WORKING DATA:
####

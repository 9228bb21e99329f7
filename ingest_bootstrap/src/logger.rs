// /////////////////////////////////////////////////////////////////////////////
// Adaptive Pipeline RS
// Copyright (c) 2025 Michael Gardner, A Bit of Help, Inc.
// SPDX-License-Identifier: BSD-3-Clause
// See LICENSE file in the project root.
// /////////////////////////////////////////////////////////////////////////////

//! # Bootstrap Logger
//!
//! Lightweight logging abstraction for the bootstrap phase.
//!
//! ## Design Rationale
//!
//! The bootstrap logger is a **simplified logging interface** specifically for
//! bootstrap-phase operations. It provides:
//!
//! - **Minimal API** - Only essential log levels
//! - **Trait-based** - Testable with no-op implementation
//! - **Integration-ready** - Can wrap tracing, env_logger, or custom loggers
//! - **Bootstrap-specific** - Separate from application logging
//!
//! ## Log Levels
//!
//! - **Error** - Fatal errors during bootstrap
//! - **Warn** - Non-fatal issues (missing optional config, etc.)
//! - **Info** - Normal bootstrap messages
//! - **Debug** - Detailed bootstrap information
//!
//! ## Usage
//!
//! ```rust
//! use ingest_bootstrap::logger::{BootstrapLogger, ConsoleLogger};
//!
//! let logger = ConsoleLogger::new();
//! logger.info("Starting application bootstrap");
//! logger.debug("Parsing command line arguments");
//! ```

#[cfg(test)]
use std::fmt;

/// Bootstrap logging abstraction
///
/// Provides a simple logging interface for bootstrap operations.
/// Implementations can use tracing, env_logger, or custom backends.
pub trait BootstrapLogger: Send + Sync {
    /// Log an error message
    ///
    /// Used for fatal errors during bootstrap that will cause termination.
    fn error(&self, message: &str);

    /// Log a warning message
    ///
    /// Used for non-fatal issues that may affect operation.
    fn warn(&self, message: &str);

    /// Log an info message
    ///
    /// Used for normal bootstrap progress messages.
    fn info(&self, message: &str);

    /// Log a debug message
    ///
    /// Used for detailed diagnostic information during bootstrap.
    fn debug(&self, message: &str);
}

/// Console logger implementation using tracing
///
/// Routes bootstrap logs through the tracing crate for consistent logging.
pub struct ConsoleLogger {
    prefix: String,
}

impl ConsoleLogger {
    /// Create a new console logger with default prefix
    pub fn new() -> Self {
        Self::with_prefix("bootstrap")
    }

    /// Create a new console logger with custom prefix
    pub fn with_prefix(prefix: impl Into<String>) -> Self {
        Self { prefix: prefix.into() }
    }
}

impl Default for ConsoleLogger {
    fn default() -> Self {
        Self::new()
    }
}

impl BootstrapLogger for ConsoleLogger {
    fn error(&self, message: &str) {
        tracing::error!(target: "bootstrap", "[{}] {}", self.prefix, message);
    }

    fn warn(&self, message: &str) {
        tracing::warn!(target: "bootstrap", "[{}] {}", self.prefix, message);
    }

    fn info(&self, message: &str) {
        tracing::info!(target: "bootstrap", "[{}] {}", self.prefix, message);
    }

    fn debug(&self, message: &str) {
        tracing::debug!(target: "bootstrap", "[{}] {}", self.prefix, message);
    }
}

/// No-op logger for testing
///
/// Discards all log messages. Useful for testing bootstrap logic
/// without generating log output.
pub struct NoOpLogger;

impl NoOpLogger {
    /// Create a new no-op logger
    pub fn new() -> Self {
        Self
    }
}

impl Default for NoOpLogger {
    fn default() -> Self {
        Self::new()
    }
}

impl BootstrapLogger for NoOpLogger {
    fn error(&self, _message: &str) {}
    fn warn(&self, _message: &str) {}
    fn info(&self, _message: &str) {}
    fn debug(&self, _message: &str) {}
}

/// Capturing logger for testing
///
/// Captures log messages in memory for assertion in tests.
#[cfg(test)]
pub struct CapturingLogger {
    messages: std::sync::Arc<std::sync::Mutex<Vec<LogMessage>>>,
}

#[cfg(test)]
#[derive(Debug, Clone)]
pub struct LogMessage {
    pub level: LogLevel,
    pub message: String,
}

#[cfg(test)]
#[derive(Debug, Clone, Copy, PartialEq, Eq)]
pub enum LogLevel {
    Error,
    Warn,
    Info,
    Debug,
}

#[cfg(test)]
impl CapturingLogger {
    pub fn new() -> Self {
        Self {
            messages: std::sync::Arc::new(std::sync::Mutex::new(Vec::new())),
        }
    }

    pub fn messages(&self) -> Vec<LogMessage> {
        self.messages.lock().unwrap().clone()
    }

    pub fn clear(&self) {
        self.messages.lock().unwrap().clear();
    }

    fn log(&self, level: LogLevel, message: &str) {
        self.messages.lock().unwrap().push(LogMessage {
            level,
            message: message.to_string(),
        });
    }
}

#[cfg(test)]
impl BootstrapLogger for CapturingLogger {
    fn error(&self, message: &str) {
        self.log(LogLevel::Error, message);
    }

    fn warn(&self, message: &str) {
        self.log(LogLevel::Warn, message);
    }

    fn info(&self, message: &str) {
        self.log(LogLevel::Info, message);
    }

    fn debug(&self, message: &str) {
        self.log(LogLevel::Debug, message);
    }
}

#[cfg(test)]
impl fmt::Display for LogLevel {
    fn fmt(&self, f: &mut fmt::Formatter<'_>) -> fmt::Result {
        match self {
            LogLevel::Error => write!(f, "ERROR"),
            LogLevel::Warn => write!(f, "WARN"),
            LogLevel::Info => write!(f, "INFO"),
            LogLevel::Debug => write!(f, "DEBUG"),
        }
    }
}

#[cfg(test)]
mod tests {
    use super::*;

    #[test]
    fn test_console_logger_creation() {
        let logger = ConsoleLogger::new();
        // Just verify it doesn't panic
        logger.info("test message");
    }

    #[test]
    fn test_console_logger_with_prefix() {
        let logger = ConsoleLogger::with_prefix("custom");
        // Just verify it doesn't panic
        logger.debug("test message");
    }

    #[test]
    fn test_noop_logger() {
        let logger = NoOpLogger::new();
        // Should not panic or produce output
        logger.error("error");
        logger.warn("warning");
        logger.info("info");
        logger.debug("debug");
    }

    #[test]
    fn test_capturing_logger() {
        let logger = CapturingLogger::new();

        logger.error("error message");
        logger.warn("warning message");
        logger.info("info message");
        logger.debug("debug message");

        let messages = logger.messages();
        assert_eq!(messages.len(), 4);

        assert_eq!(messages[0].level, LogLevel::Error);
        assert_eq!(messages[0].message, "error message");

        assert_eq!(messages[1].level, LogLevel::Warn);
        assert_eq!(messages[1].message, "warning message");

        assert_eq!(messages[2].level, LogLevel::Info);
        assert_eq!(messages[2].message, "info message");

        assert_eq!(messages[3].level, LogLevel::Debug);
        assert_eq!(messages[3].message, "debug message");
    }

    #[test]
    fn test_capturing_logger_clear() {
        let logger = CapturingLogger::new();

        logger.info("message 1");
        logger.info("message 2");
        assert_eq!(logger.messages().len(), 2);

        logger.clear();
        assert_eq!(logger.messages().len(), 0);

        logger.info("message 3");
        assert_eq!(logger.messages().len(), 1);
    }

    #[test]
    fn test_log_level_display() {
        assert_eq!(format!("{}", LogLevel::Error), "ERROR");
        assert_eq!(format!("{}", LogLevel::Warn), "WARN");
        assert_eq!(format!("{}", LogLevel::Info), "INFO");
        assert_eq!(format!("{}", LogLevel::Debug), "DEBUG");
    }
}
// ---------------------------------------------------------------------
// Vector storage
// ---------------------------------------------------------------------

#[derive(Debug, Clone)]
pub struct StorageConfig {
    pub backend: String,
    pub provider: Option<String>,
    pub collection: String,
    pub distance_metric: DistanceMetric,
    pub batch_size: usize,
    pub delete_by_source: bool,
}

impl Default for StorageConfig {
    fn default() -> Self {
        Self {
            backend: "chroma".to_string(),
            provider: None,
            collection: "documents".to_string(),
            distance_metric: DistanceMetric::Cosine,
            batch_size: 100,
            delete_by_source: true,
        }
    }
}

impl FromParameters for StorageConfig {
    fn from_parameters(params: &HashMap<String, String>) -> Result<Self, IngestError> {
        let default = Self::default();
        let distance_metric = get(params, "distance_metric")
            .map(|s| s.parse::<DistanceMetric>())
            .transpose()
            .map_err(|e| IngestError::validation("distance_metric", e))?
            .unwrap_or(default.distance_metric);
        Ok(Self {
            backend: get_or(params, "backend", &default.backend),
            provider: get(params, "provider").map(str::to_string),
            collection: get_or(params, "collection", &default.collection),
            distance_metric,
            batch_size: parse_or(params, "batch_size", default.batch_size)?,
            delete_by_source: parse_or(params, "delete_by_source", default.delete_by_source)?,
        })
    }
}

#[cfg(test)]
mod tests {
    use super::*;

    #[test]
    fn chunking_rejects_overlap_ge_chunk_size() {
        let mut params = HashMap::new();
        params.insert("chunk_size".to_string(), "100".to_string());
        params.insert("overlap".to_string(), "100".to_string());
        assert!(ChunkingConfig::from_parameters(&params).is_err());
    }

    #[test]
    fn extraction_custom_profile_requires_extractor_list() {
        let mut params = HashMap::new();
        params.insert("profile".to_string(), "custom".to_string());
        assert!(ExtractionConfig::from_parameters(&params).is_err());
        params.insert("custom_extractors".to_string(), "plain_text,html".to_string());
        let cfg = ExtractionConfig::from_parameters(&params).unwrap();
        assert_eq!(cfg.custom_extractors, vec!["plain_text", "html"]);
    }

    #[test]
    fn embedding_defaults_round_trip() {
        let cfg = EmbeddingConfig::from_parameters(&HashMap::new()).unwrap();
        assert_eq!(cfg.dimensions, 384);
        assert_eq!(cfg.rate_limit.max_retries, 3);
    }
}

####

WORK REQUEST: Go over the entries above and tally the lines holding "provider"; please answer with the number alone.

EXERCISE RESPONSE: 3